* _GIVEN ENTRIES_

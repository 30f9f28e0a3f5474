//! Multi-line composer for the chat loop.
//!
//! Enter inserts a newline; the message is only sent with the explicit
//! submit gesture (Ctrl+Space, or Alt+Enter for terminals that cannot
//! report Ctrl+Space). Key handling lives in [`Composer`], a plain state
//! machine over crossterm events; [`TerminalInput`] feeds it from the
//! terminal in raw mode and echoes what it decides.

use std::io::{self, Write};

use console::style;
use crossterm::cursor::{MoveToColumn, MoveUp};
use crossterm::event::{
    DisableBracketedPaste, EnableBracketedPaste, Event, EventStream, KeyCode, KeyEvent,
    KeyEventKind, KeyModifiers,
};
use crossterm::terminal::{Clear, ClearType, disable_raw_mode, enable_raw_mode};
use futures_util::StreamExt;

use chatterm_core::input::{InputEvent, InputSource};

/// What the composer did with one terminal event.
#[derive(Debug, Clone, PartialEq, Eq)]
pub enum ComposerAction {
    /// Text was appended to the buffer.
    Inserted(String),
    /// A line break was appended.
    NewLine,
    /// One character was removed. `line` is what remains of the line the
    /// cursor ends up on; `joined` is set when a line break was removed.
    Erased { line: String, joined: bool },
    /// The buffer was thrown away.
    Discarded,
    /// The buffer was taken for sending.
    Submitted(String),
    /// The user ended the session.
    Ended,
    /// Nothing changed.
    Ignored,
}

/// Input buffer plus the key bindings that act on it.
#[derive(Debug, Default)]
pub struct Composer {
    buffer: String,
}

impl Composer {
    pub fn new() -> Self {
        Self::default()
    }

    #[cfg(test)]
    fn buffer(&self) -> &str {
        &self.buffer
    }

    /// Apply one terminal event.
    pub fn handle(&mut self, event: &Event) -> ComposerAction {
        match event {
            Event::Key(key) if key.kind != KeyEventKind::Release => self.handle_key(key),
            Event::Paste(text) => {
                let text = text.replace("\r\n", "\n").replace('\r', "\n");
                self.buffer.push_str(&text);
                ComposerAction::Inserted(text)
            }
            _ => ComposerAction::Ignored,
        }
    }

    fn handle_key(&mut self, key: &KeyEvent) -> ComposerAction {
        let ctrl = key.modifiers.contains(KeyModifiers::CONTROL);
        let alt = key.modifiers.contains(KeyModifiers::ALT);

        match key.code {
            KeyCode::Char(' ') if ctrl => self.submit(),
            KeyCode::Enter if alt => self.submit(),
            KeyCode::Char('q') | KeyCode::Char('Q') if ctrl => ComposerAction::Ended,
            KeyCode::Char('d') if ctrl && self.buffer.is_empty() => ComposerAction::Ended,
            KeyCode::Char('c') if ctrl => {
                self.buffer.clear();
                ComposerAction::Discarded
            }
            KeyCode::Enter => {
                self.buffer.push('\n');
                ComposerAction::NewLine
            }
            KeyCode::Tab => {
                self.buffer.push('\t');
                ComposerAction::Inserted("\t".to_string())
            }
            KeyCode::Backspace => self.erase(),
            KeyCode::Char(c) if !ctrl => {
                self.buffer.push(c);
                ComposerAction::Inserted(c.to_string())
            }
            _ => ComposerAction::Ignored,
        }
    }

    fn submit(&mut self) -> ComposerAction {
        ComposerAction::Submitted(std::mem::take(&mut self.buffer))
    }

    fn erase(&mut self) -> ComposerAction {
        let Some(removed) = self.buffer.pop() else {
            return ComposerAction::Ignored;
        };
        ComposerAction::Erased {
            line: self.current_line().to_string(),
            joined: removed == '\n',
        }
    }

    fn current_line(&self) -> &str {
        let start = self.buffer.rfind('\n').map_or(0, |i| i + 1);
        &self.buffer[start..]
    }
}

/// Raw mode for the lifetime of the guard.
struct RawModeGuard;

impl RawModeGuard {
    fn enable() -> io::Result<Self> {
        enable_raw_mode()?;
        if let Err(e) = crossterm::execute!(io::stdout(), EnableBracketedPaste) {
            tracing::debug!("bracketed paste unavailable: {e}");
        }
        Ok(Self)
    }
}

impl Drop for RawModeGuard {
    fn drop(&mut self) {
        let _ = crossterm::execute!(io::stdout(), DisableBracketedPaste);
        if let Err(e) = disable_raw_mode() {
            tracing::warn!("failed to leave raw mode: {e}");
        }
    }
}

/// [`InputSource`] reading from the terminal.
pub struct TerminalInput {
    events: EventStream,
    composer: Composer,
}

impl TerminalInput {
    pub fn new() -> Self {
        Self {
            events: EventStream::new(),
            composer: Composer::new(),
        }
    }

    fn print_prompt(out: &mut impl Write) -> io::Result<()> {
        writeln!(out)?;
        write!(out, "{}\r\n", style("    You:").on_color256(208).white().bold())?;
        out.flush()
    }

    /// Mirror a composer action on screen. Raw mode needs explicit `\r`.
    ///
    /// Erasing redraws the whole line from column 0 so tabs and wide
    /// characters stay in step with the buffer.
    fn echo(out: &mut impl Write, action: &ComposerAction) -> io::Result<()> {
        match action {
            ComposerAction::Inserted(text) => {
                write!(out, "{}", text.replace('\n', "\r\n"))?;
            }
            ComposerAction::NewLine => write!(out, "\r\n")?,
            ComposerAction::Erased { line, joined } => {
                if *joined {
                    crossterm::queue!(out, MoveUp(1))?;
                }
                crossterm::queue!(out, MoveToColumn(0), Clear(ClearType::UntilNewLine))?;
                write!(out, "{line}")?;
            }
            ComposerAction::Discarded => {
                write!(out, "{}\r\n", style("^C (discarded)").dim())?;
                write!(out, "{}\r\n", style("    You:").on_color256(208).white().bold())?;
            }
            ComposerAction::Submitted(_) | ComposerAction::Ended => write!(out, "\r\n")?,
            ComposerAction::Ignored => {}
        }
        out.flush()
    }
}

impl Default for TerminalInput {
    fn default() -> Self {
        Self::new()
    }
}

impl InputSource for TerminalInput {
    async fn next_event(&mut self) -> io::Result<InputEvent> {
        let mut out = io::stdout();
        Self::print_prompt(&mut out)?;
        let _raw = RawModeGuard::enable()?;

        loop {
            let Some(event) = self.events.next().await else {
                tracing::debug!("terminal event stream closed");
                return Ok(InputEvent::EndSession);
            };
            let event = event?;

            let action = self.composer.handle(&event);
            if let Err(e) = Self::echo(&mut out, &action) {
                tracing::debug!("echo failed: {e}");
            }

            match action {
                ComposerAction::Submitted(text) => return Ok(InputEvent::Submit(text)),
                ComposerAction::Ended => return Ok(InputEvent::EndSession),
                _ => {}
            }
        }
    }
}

* _WHAT YOU SHOULD DO_
Please output an exact copy of the lines above, from the opening line of the data down to the line that contains "use futures_util::StreamExt;".

* _SOLUTION_
repository 30f9f28e0a3f5474
//! Multi-line composer for the chat loop.
//!
//! Enter inserts a newline; the message is only sent with the explicit
//! submit gesture (Ctrl+Space, or Alt+Enter for terminals that cannot
//! report Ctrl+Space). Key handling lives in [`Composer`], a plain state
//! machine over crossterm events; [`TerminalInput`] feeds it from the
//! terminal in raw mode and echoes what it decides.

use std::io::{self, Write};

use console::style;
use crossterm::cursor::{MoveToColumn, MoveUp};
use crossterm::event::{
    DisableBracketedPaste, EnableBracketedPaste, Event, EventStream, KeyCode, KeyEvent,
    KeyEventKind, KeyModifiers,
};
use crossterm::terminal::{Clear, ClearType, disable_raw_mode, enable_raw_mode};
use futures_util::StreamExt;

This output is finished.